A team of experts has recommended that Health must undergo not one transformational turnaround, but two.
The ‘Double Turnaround’ is the key recommendation of a group of consultants, who were employed to oversee the work of a team of advisers, who were reviewing the work of outside specialists monitoring external mentors.
It is hoped that by changing direction on the same axis twice, progress in healthcare in Jersey will be expedited at pace.
When it was pointed out that if you turnaround twice, you actually end up facing exactly the same direction you were in in the first place, one of the experts said, after a long pause: “After analysing a number of scenarios, the Double-Turnaround was considered more preferably to the Quadruple Right-Angled Pathway, which was a close second.

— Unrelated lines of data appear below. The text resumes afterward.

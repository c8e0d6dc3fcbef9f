// ABOUTME: Ratatui view layer; consumes session state through handles only

pub mod container_list;
pub mod help;
pub mod layout;
pub mod terminal_window;
// ABOUTME: Static key binding reference screen

use ratatui::{
    layout::Rect,
    widgets::{Block, Borders, Paragraph},
    Frame,
};

const HELP_TEXT: &str = "\
Browse mode
  j / k, arrows   move selection
  Enter           open a terminal into the selected container
  r               refresh the container list
  Tab             focus the next terminal window
  ?               this help
  q               quit

Terminal focus
  Ctrl-q          return to browse mode
  Ctrl-w          close the window (ends the session)
  Ctrl-n          minimize the window
  Ctrl-f          maximize / restore
  anything else   sent to the remote shell
";

pub fn render(frame: &mut Frame, area: Rect) {
    let help = Paragraph::new(HELP_TEXT)
        .block(Block::default().borders(Borders::ALL).title(" Help "));
    frame.render_widget(help, area);
}
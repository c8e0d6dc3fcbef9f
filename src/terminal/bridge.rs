// ABOUTME: Async driver for exec sessions: dials the transport, runs the
// select loop over commands/frames/timers, and executes the FSM's actions

use crate::terminal::session::{Action, ErrorFramePolicy, SessionFsm, SessionId, SessionState};
use crate::terminal::transport::{exec_url, Transport, TransportError, TransportEvent, WsTransport};
use std::future::Future;
use std::time::Duration;
use tokio::sync::{mpsc, watch};
use tokio::time::Instant;
use tracing::{debug, warn};
use uuid::Uuid;

/// Temporal tunables of the bridge. Defaults mirror the exec contract:
/// a ping every 20 s while connected, resize bursts coalesced over 150 ms,
/// and a 200 ms grace between the exit notice and the forced close.
#[derive(Debug, Clone)]
pub struct BridgeConfig {
    pub heartbeat_interval: Duration,
    pub resize_debounce: Duration,
    pub close_grace: Duration,
    pub error_frame_policy: ErrorFramePolicy,
}

impl Default for BridgeConfig {
    fn default() -> Self {
        Self {
            heartbeat_interval: Duration::from_secs(20),
            resize_debounce: Duration::from_millis(150),
            close_grace: Duration::from_millis(200),
            error_frame_policy: ErrorFramePolicy::Inline,
        }
    }
}

enum Command {
    Input(String),
    Resize { cols: u16, rows: u16 },
    Close,
}

/// Caller-side handle to one live exec session.
///
/// The handle never touches the transport directly; every operation is a
/// message to the session's driver task. All methods are safe to call in
/// any state: input outside `Connected` is dropped, close is idempotent.
pub struct SessionHandle {
    id: SessionId,
    label: String,
    instance: Uuid,
    cmd_tx: mpsc::UnboundedSender<Command>,
    state_rx: watch::Receiver<SessionState>,
    output_rx: Option<mpsc::UnboundedReceiver<String>>,
}

impl SessionHandle {
    pub fn id(&self) -> &SessionId {
        &self.id
    }

    pub fn label(&self) -> &str {
        &self.label
    }

    pub fn instance(&self) -> Uuid {
        self.instance
    }

    pub fn state(&self) -> SessionState {
        *self.state_rx.borrow()
    }

    /// Watch channel for state transitions; the view layer subscribes here
    /// instead of polling the transport.
    pub fn state_changes(&self) -> watch::Receiver<SessionState> {
        self.state_rx.clone()
    }

    /// Surface text stream: everything the session wants rendered, in
    /// arrival order. Single consumer; the first caller takes it.
    pub fn take_output(&mut self) -> Option<mpsc::UnboundedReceiver<String>> {
        self.output_rx.take()
    }

    /// Forward keystrokes. Dropped silently unless the session is
    /// connected.
    pub fn send_input(&self, data: impl Into<String>) {
        let _ = self.cmd_tx.send(Command::Input(data.into()));
    }

    /// Report a geometry change. Debounced while connected; remembered and
    /// flushed on connect otherwise.
    pub fn notify_resize(&self, cols: u16, rows: u16) {
        let _ = self.cmd_tx.send(Command::Resize { cols, rows });
    }

    /// Request orderly shutdown. Safe to call repeatedly and after the
    /// session has already closed.
    pub fn close(&self) {
        let _ = self.cmd_tx.send(Command::Close);
    }
}

/// Factory for exec sessions against one backend.
pub struct TerminalBridge {
    ws_base: String,
    config: BridgeConfig,
}

impl TerminalBridge {
    /// `ws_base` is the WebSocket origin of the backend, e.g.
    /// `wss://ctf.example`.
    pub fn new(ws_base: impl Into<String>, config: BridgeConfig) -> Self {
        Self {
            ws_base: ws_base.into(),
            config,
        }
    }

    /// Open a session to `(pod, container)`. Returns `None` when either
    /// identifier is empty: nothing is dialed and no task is spawned.
    pub fn open(&self, pod: &str, container: &str, label: &str) -> Option<SessionHandle> {
        let id = SessionId::new(pod, container)?;
        let url = exec_url(&self.ws_base, &id);
        self.spawn(id, label, async move { WsTransport::dial(&url).await })
    }

    /// Open a session over a caller-supplied dial future. This is the seam
    /// the integration tests drive with an in-memory transport.
    pub fn open_with_dialer<T, F>(
        &self,
        pod: &str,
        container: &str,
        label: &str,
        dial: F,
    ) -> Option<SessionHandle>
    where
        T: Transport + 'static,
        F: Future<Output = Result<T, TransportError>> + Send + 'static,
    {
        let id = SessionId::new(pod, container)?;
        self.spawn(id, label, dial)
    }

    fn spawn<T, F>(&self, id: SessionId, label: &str, dial: F) -> Option<SessionHandle>
    where
        T: Transport + 'static,
        F: Future<Output = Result<T, TransportError>> + Send + 'static,
    {
        let (cmd_tx, cmd_rx) = mpsc::unbounded_channel();
        let (out_tx, out_rx) = mpsc::unbounded_channel();
        let (state_tx, state_rx) = watch::channel(SessionState::Idle);

        let fsm = SessionFsm::new(id.clone(), label, self.config.error_frame_policy);
        let instance = fsm.instance();
        let config = self.config.clone();

        tokio::spawn(run_session(fsm, dial, cmd_rx, out_tx, state_tx, config));

        Some(SessionHandle {
            id,
            label: label.to_string(),
            instance,
            cmd_tx,
            state_rx,
            output_rx: Some(out_rx),
        })
    }
}

/// One task per session: owns the FSM and the transport for its whole
/// lifetime. Sessions are fully independent; nothing here is shared.
async fn run_session<T, F>(
    mut fsm: SessionFsm,
    dial: F,
    mut cmd_rx: mpsc::UnboundedReceiver<Command>,
    out_tx: mpsc::UnboundedSender<String>,
    state_tx: watch::Sender<SessionState>,
    config: BridgeConfig,
) where
    T: Transport,
    F: Future<Output = Result<T, TransportError>> + Send,
{
    emit_writes(fsm.begin_connect(), &out_tx);
    state_tx.send_replace(fsm.state());

    // Dial phase: commands are serviced while the handshake is in flight so
    // that input is dropped, geometry is remembered, and close aborts the
    // attempt.
    tokio::pin!(dial);
    let mut transport = loop {
        tokio::select! {
            result = &mut dial => match result {
                Ok(transport) => break transport,
                Err(e) => {
                    emit_writes(fsm.transport_error(&e.to_string()), &out_tx);
                    state_tx.send_replace(fsm.state());
                    return;
                }
            },
            cmd = cmd_rx.recv() => match cmd {
                Some(Command::Input(data)) => emit_writes(fsm.input(data), &out_tx),
                Some(Command::Resize { cols, rows }) => {
                    fsm.resize_requested(cols, rows);
                }
                Some(Command::Close) | None => {
                    // Dropping the dial future abandons the handshake.
                    emit_writes(fsm.close_requested(), &out_tx);
                    state_tx.send_replace(fsm.state());
                    return;
                }
            },
        }
    };

    perform(fsm.transport_opened(), &mut transport, &out_tx).await;
    state_tx.send_replace(fsm.state());

    let mut heartbeat = tokio::time::interval_at(
        Instant::now() + config.heartbeat_interval,
        config.heartbeat_interval,
    );
    let mut resize_deadline: Option<Instant> = None;

    enum Wake {
        Heartbeat,
        ResizeDue,
        Command(Option<Command>),
        Transport(TransportEvent),
    }

    loop {
        let deadline = resize_deadline;
        let debounce = async move {
            match deadline {
                Some(at) => tokio::time::sleep_until(at).await,
                None => std::future::pending().await,
            }
        };

        // The select only picks the wake reason; the transport borrow ends
        // here so the dispatch below can drive it.
        let wake = tokio::select! {
            _ = heartbeat.tick() => Wake::Heartbeat,
            () = debounce => Wake::ResizeDue,
            cmd = cmd_rx.recv() => Wake::Command(cmd),
            event = transport.recv() => Wake::Transport(event),
        };

        match wake {
            Wake::Heartbeat => {
                perform(fsm.heartbeat_tick(), &mut transport, &out_tx).await;
            }
            Wake::ResizeDue => {
                resize_deadline = None;
                perform(fsm.resize_due(), &mut transport, &out_tx).await;
            }
            Wake::Command(Some(Command::Input(data))) => {
                perform(fsm.input(data), &mut transport, &out_tx).await;
            }
            Wake::Command(Some(Command::Resize { cols, rows })) => {
                if fsm.resize_requested(cols, rows) {
                    resize_deadline = Some(Instant::now() + config.resize_debounce);
                }
            }
            Wake::Command(Some(Command::Close) | None) => {
                perform(fsm.close_requested(), &mut transport, &out_tx).await;
            }
            Wake::Transport(TransportEvent::Text(text)) => {
                perform(fsm.inbound_text(&text), &mut transport, &out_tx).await;
            }
            Wake::Transport(TransportEvent::Binary(bytes)) => {
                perform(fsm.inbound_binary(&bytes), &mut transport, &out_tx).await;
            }
            Wake::Transport(TransportEvent::Closed) => {
                perform(fsm.transport_closed(), &mut transport, &out_tx).await;
            }
            Wake::Transport(TransportEvent::Error(e)) => {
                perform(fsm.transport_error(&e), &mut transport, &out_tx).await;
            }
        }

        state_tx.send_replace(fsm.state());

        match fsm.state() {
            SessionState::Closing => {
                // Grace period between the exit notice and the forced
                // close; the close happens whether or not the exit frame
                // made it out.
                tokio::time::sleep(config.close_grace).await;
                fsm.grace_elapsed();
                if let Err(e) = transport.close().await {
                    debug!(session = %fsm.id(), error = %e, "transport close after grace");
                }
                state_tx.send_replace(fsm.state());
                break;
            }
            SessionState::Closed => {
                if let Err(e) = transport.close().await {
                    debug!(session = %fsm.id(), error = %e, "transport close");
                }
                break;
            }
            _ => {}
        }
    }

    debug!(session = %fsm.id(), "exec session ended");
}

/// Execute actions in a phase where no transport exists yet. Send actions
/// cannot arise there; drop them defensively if they ever do.
fn emit_writes(actions: Vec<Action>, out_tx: &mpsc::UnboundedSender<String>) {
    for action in actions {
        match action {
            Action::Write(text) => {
                let _ = out_tx.send(text);
            }
            Action::Send(frame) => {
                warn!(?frame, "send action before transport exists, dropped");
            }
        }
    }
}

/// Execute actions against a live transport. Send failures are logged and
/// swallowed: a failing frame never tears the session down by itself, the
/// transport's own close/error event does.
async fn perform<T: Transport>(
    actions: Vec<Action>,
    transport: &mut T,
    out_tx: &mpsc::UnboundedSender<String>,
) {
    for action in actions {
        match action {
            Action::Write(text) => {
                let _ = out_tx.send(text);
            }
            Action::Send(frame) => match serde_json::to_string(&frame) {
                Ok(json) => {
                    if let Err(e) = transport.send_text(json).await {
                        debug!(error = %e, "outbound frame failed");
                    }
                }
                Err(e) => warn!(error = %e, "frame serialization failed"),
            },
        }
    }
}
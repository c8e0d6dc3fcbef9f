// ABOUTME: Table of running challenge containers, one row per container

use crate::app::AppState;
use ratatui::{
    layout::{Constraint, Rect},
    style::{Color, Modifier, Style},
    widgets::{Block, Borders, Row, Table},
    Frame,
};

pub fn render(frame: &mut Frame, state: &AppState, area: Rect) {
    let rows = state.container_rows();
    let selected = state.selected_row;

    let table_rows: Vec<Row> = rows
        .iter()
        .enumerate()
        .map(|(i, (pod, container, label))| {
            let style = if Some(i) == selected {
                Style::default()
                    .fg(Color::Black)
                    .bg(Color::Cyan)
                    .add_modifier(Modifier::BOLD)
            } else {
                Style::default()
            };
            Row::new(vec![pod.clone(), container.clone(), label.clone()]).style(style)
        })
        .collect();

    let title = if state.loading {
        " Containers (refreshing...) "
    } else {
        " Containers "
    };

    let table = Table::new(
        table_rows,
        [
            Constraint::Percentage(40),
            Constraint::Percentage(30),
            Constraint::Percentage(30),
        ],
    )
    .header(
        Row::new(vec!["Pod", "Container", "Team"])
            .style(Style::default().add_modifier(Modifier::BOLD)),
    )
    .block(Block::default().borders(Borders::ALL).title(title));

    frame.render_widget(table, area);
}
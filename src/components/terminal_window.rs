// ABOUTME: Floating terminal window chrome: title bar, state badge, and
// the session surface rendered inside

use crate::app::TerminalWindow;
use crate::terminal::SessionState;
use ratatui::{
    layout::Rect,
    style::{Color, Style},
    widgets::{Block, Borders, Clear, Widget},
    Frame,
};

fn state_badge(state: SessionState) -> &'static str {
    match state {
        SessionState::Idle | SessionState::Connecting => "connecting",
        SessionState::Connected => "live",
        SessionState::Closing => "closing",
        SessionState::Closed => "closed",
    }
}

/// Clamp the chrome's position and size to the visible screen.
fn window_rect(window: &TerminalWindow, screen: Rect) -> Rect {
    let (x, y) = window.chrome.position;
    let (w, h) = window.chrome.size;
    let x = x.min(screen.width.saturating_sub(10));
    let y = y.min(screen.height.saturating_sub(3));
    Rect {
        x,
        y,
        width: w.clamp(10, screen.width - x),
        height: h.clamp(3, screen.height - y),
    }
}

pub fn render(frame: &mut Frame, window: &TerminalWindow, focused: bool) {
    if window.chrome.minimized || frame.size().width < 12 || frame.size().height < 4 {
        return;
    }

    let area = window_rect(window, frame.size());
    frame.render_widget(Clear, area);

    let border_style = if focused {
        Style::default().fg(Color::Cyan)
    } else {
        Style::default().fg(Color::Gray)
    };
    let title = format!(
        " {} [{}] ",
        window.title(),
        state_badge(window.handle.state())
    );
    let block = Block::default()
        .title(title)
        .borders(Borders::ALL)
        .border_style(border_style);

    let inner = block.inner(area);
    block.render(area, frame.buffer_mut());
    window.surface.render_into(inner, frame.buffer_mut());
}

/// Minimized windows collapse into small badges along the bottom edge.
pub fn render_minimized_badges(frame: &mut Frame, windows: &[TerminalWindow]) {
    let screen = frame.size();
    let mut x = screen.right().saturating_sub(2);
    for window in windows.iter().rev().filter(|w| w.chrome.minimized) {
        let label = format!(" {} ", window.handle.id().pod);
        let width = label.len() as u16;
        if x < width + 1 {
            break;
        }
        x -= width + 1;
        let area = Rect {
            x,
            y: screen.bottom().saturating_sub(1),
            width,
            height: 1,
        };
        let buf = frame.buffer_mut();
        for (i, ch) in label.chars().enumerate() {
            buf.get_mut(area.x + i as u16, area.y)
                .set_symbol(&ch.to_string())
                .set_style(Style::default().fg(Color::Black).bg(Color::Gray));
        }
    }
}
// ABOUTME: Opaque display records fetched from the backend
// Shapes follow the API contract; the client adds no invariants beyond display

use chrono::{DateTime, Utc};
use serde::{Deserialize, Serialize};

/// A running challenge container. `pod_name` plus one of
/// `container_names` is everything the exec bridge needs.
#[derive(Debug, Clone, Serialize, Deserialize)]
pub struct ContainerInfo {
    pub pod_name: String,
    pub container_names: Vec<String>,
    #[serde(default)]
    pub team_label: Option<String>,
    #[serde(default)]
    pub challenge_name: Option<String>,
    #[serde(default)]
    pub expire_at: Option<DateTime<Utc>>,
}

impl ContainerInfo {
    /// Label shown in the terminal window title bar.
    pub fn display_label(&self) -> &str {
        self.team_label.as_deref().unwrap_or(&self.pod_name)
    }
}

#[derive(Debug, Clone, Serialize, Deserialize)]
pub struct GameSummary {
    pub game_id: i64,
    pub name: String,
    #[serde(default)]
    pub start_time: Option<DateTime<Utc>>,
    #[serde(default)]
    pub end_time: Option<DateTime<Utc>>,
    #[serde(default)]
    pub visible: bool,
}

#[derive(Debug, Clone, Serialize, Deserialize)]
pub struct ChallengeSummary {
    pub challenge_id: i64,
    pub name: String,
    #[serde(default)]
    pub category: Option<String>,
}

#[derive(Debug, Clone, Serialize, Deserialize)]
pub struct TeamSummary {
    pub team_id: i64,
    pub name: String,
    #[serde(default)]
    pub score: Option<i64>,
}
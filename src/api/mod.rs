// ABOUTME: Backend HTTP API surface consumed by the UI glue

pub mod client;

pub use client::{ApiClient, ApiEnvelope, ApiError, CallOptions, Domain, Paged};
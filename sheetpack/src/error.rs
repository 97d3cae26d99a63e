use thiserror::Error;

/// Errors that make a packing request impossible to process.
/// Parts that do not fit are not errors, they end up in [`PackResult::unplaced`](crate::entities::PackResult::unplaced).
#[derive(Debug, Error, Clone, PartialEq)]
pub enum PackError {
    #[error("invalid bin: {width} x {height}, both dimensions must be finite and strictly positive")]
    InvalidBin { width: f64, height: f64 },

    /// `index` is the position of the offending entry in the list handed in by the caller.
    #[error(
        "invalid item at index {index}: {width} x {height}, both dimensions must be finite and strictly positive"
    )]
    InvalidItem { index: usize, width: f64, height: f64 },

    #[error("invalid value for parameter `{name}`: {value}")]
    InvalidParameter { name: &'static str, value: f64 },

    #[error("parameter `{name}` is set to {value}, which is not supported in the current configuration")]
    UnsupportedParameter { name: &'static str, value: f64 },
}
#[cfg(test)]
mod tests {
    use std::fs;
    use std::path::Path;

    use float_cmp::approx_eq;
    use test_case::test_case;

    use cutplan::config::CutConfig;
    use cutplan::io::output::PlanOutput;
    use cutplan::{io, plan};
    use sheetpack::PackError;
    use sheetpack::io::import::KerfMode;
    use sheetpack::io::svg::{SvgLayoutTheme, solution_to_svg};
    use sheetpack::pack::{FreeRectScore, ShelfOrientationPolicy, SplitRule, Strategy};

    const GUILLOTINE: Strategy = Strategy::Guillotine {
        score: FreeRectScore::BestShortSideFit,
        split: SplitRule::ShorterLeftoverAxis,
    };

    #[test_case("../assets/kitchen.json", Strategy::default(); "kitchen shelf")]
    #[test_case("../assets/kitchen.json", GUILLOTINE; "kitchen guillotine")]
    #[test_case("../assets/oversized.json", Strategy::default(); "oversized shelf")]
    #[test_case("../assets/oversized.json", GUILLOTINE; "oversized guillotine")]
    fn test_request(request_path: &str, strategy: Strategy) {
        let request = io::read_request(Path::new(request_path)).unwrap();
        let config = CutConfig {
            strategy,
            ..CutConfig::default()
        };
        let (instance, solution) = plan(&request, &config).unwrap();

        let n_parts = request.blocks.iter().map(|b| b.q).sum::<usize>();
        assert_eq!(solution.count, solution.placements.len());
        assert_eq!(solution.count + solution.unplaced.len(), n_parts);

        for p in &solution.placements {
            assert!(p.x >= 0.0 && p.y >= 0.0);
            assert!(p.x + p.w <= request.sheet_w && p.y + p.h <= request.sheet_h);
        }

        let used_area = solution.placements.iter().map(|p| p.w * p.h).sum::<f64>();
        let expected = 100.0 * used_area / (request.sheet_w * request.sheet_h);
        assert!(approx_eq!(f64, solution.efficiency, expected, epsilon = 1e-9));
        assert!(solution.efficiency <= 100.0);

        let svg = solution_to_svg(&instance.sheet, &solution, config.svg_draw_options, "").to_string();
        assert_eq!(svg.matches("id=\"part_").count(), solution.count);
    }

    #[test]
    fn oversized_parts_are_reported() {
        let request = io::read_request(Path::new("../assets/oversized.json")).unwrap();
        let (_, solution) = plan(&request, &CutConfig::default()).unwrap();

        assert_eq!(solution.count, 1);
        assert_eq!(solution.placements[0].label, "fits");
        let mut unplaced = solution
            .unplaced
            .iter()
            .map(|u| u.label.as_str())
            .collect::<Vec<_>>();
        unplaced.sort();
        assert_eq!(unplaced, ["too tall", "too wide"]);
        assert!(approx_eq!(f64, solution.efficiency, 48.0, epsilon = 1e-9));
    }

    #[test]
    fn config_file() {
        let config = io::read_config(Path::new("../assets/guillotine_config.json")).unwrap();

        assert_eq!(config.strategy, GUILLOTINE);
        assert_eq!(config.kerf_mode, KerfMode::Inflate);
        assert_eq!(config.svg_draw_options.theme, SvgLayoutTheme::GRAY);
        assert!(!config.svg_draw_options.highlight_rotated);

        assert!(io::read_config(Path::new("../assets/missing.json")).is_err());
        assert!(io::read_config(Path::new("../assets/kitchen.json")).is_ok_and(|c| c == CutConfig::default()));
    }

    #[test]
    fn kerf_can_be_rejected() {
        let request = io::read_request(Path::new("../assets/kitchen.json")).unwrap();
        let config = CutConfig {
            kerf_mode: KerfMode::Reject,
            ..CutConfig::default()
        };
        let err = plan(&request, &config).unwrap_err();
        assert_eq!(
            err,
            PackError::UnsupportedParameter {
                name: "kerf",
                value: 4.0
            }
        );
    }

    #[test]
    fn output_files() {
        let folder = std::env::temp_dir().join("cutplan_output_files");
        fs::create_dir_all(&folder).unwrap();

        let request = io::read_request(Path::new("../assets/kitchen.json")).unwrap();
        let config = CutConfig {
            strategy: Strategy::Shelf {
                policy: ShelfOrientationPolicy::PreferFlat,
            },
            ..CutConfig::default()
        };
        let (instance, solution) = plan(&request, &config).unwrap();

        let svg_path = folder.join("sol_kitchen.svg");
        let svg = solution_to_svg(&instance.sheet, &solution, config.svg_draw_options, "kitchen");
        io::write_svg(&svg, &svg_path).unwrap();
        assert!(fs::read_to_string(&svg_path).unwrap().contains("<svg"));

        let json_path = folder.join("sol_kitchen.json");
        let output = PlanOutput {
            request: request.clone(),
            solution: solution.clone(),
            config,
        };
        io::write_json(&output, &json_path).unwrap();

        let value: serde_json::Value = serde_json::from_str(&fs::read_to_string(&json_path).unwrap()).unwrap();
        assert_eq!(value["sheetW"], 2440.0);
        assert_eq!(value["kerf"], 4.0);
        assert_eq!(value["config"]["strategy"]["kind"], "shelf");
        assert_eq!(value["config"]["strategy"]["policy"], "prefer_flat");
        assert_eq!(value["solution"]["count"], solution.count);

        let read_back: PlanOutput = serde_json::from_value(value).unwrap();
        assert_eq!(read_back.request, request);
        assert_eq!(read_back.solution.placements, solution.placements);
        assert!(approx_eq!(f64, read_back.solution.efficiency, solution.efficiency, ulps = 2));
    }
}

“But rest assured, every option satisfied the ‘4 Rs’ which form the foundations of all modern healthcare management systems - Review, Ruminate, Reconsider and Remunerate.”
He added: “With the Double Turnaround, you move assertively in one direction, and equally assertively in the other direction.
"The fact you end up in a familiar place, which is already tried and tested, is clearly a bonus, which ironically is what we also receive for coming up with the solution.”
The architects of the new model are part of a recently employed Double-Turnaround Team, which reports to the Health Change Unit, which in turn feeds into the Switch Service, the About-Face Task Force and the Independent Three-Sixty Board.
Feedback is provided by a Patient User Panel, so called because it requires a great deal of fortitude to navigate the teams of experts.
Pictured: The Double-Turnaround Team reports to the Health Change Unit, which in turn feeds into the Switch Service, the About-Face Task Force and the Independent Three-Sixty Board.
The teams of external advisers require so much room that some senior management at Health have been forced to move out of their offices.
Meanwhile, the Government has come up with a novel way of saving money in order to fund the experts - by not paying any of its suppliers.
Treasury spokeswoman Conneght Ariba, who has Irish/Mexican heritage, said that the new policy was being rolled out and proving to be a great success.
“We’ve saved millions of pounds by successfully disrupting unnecessary cash flow,” she said. “Occasionally it leads us to the Petty Debts Court but that is a small price to pay, as the name clearly implies.”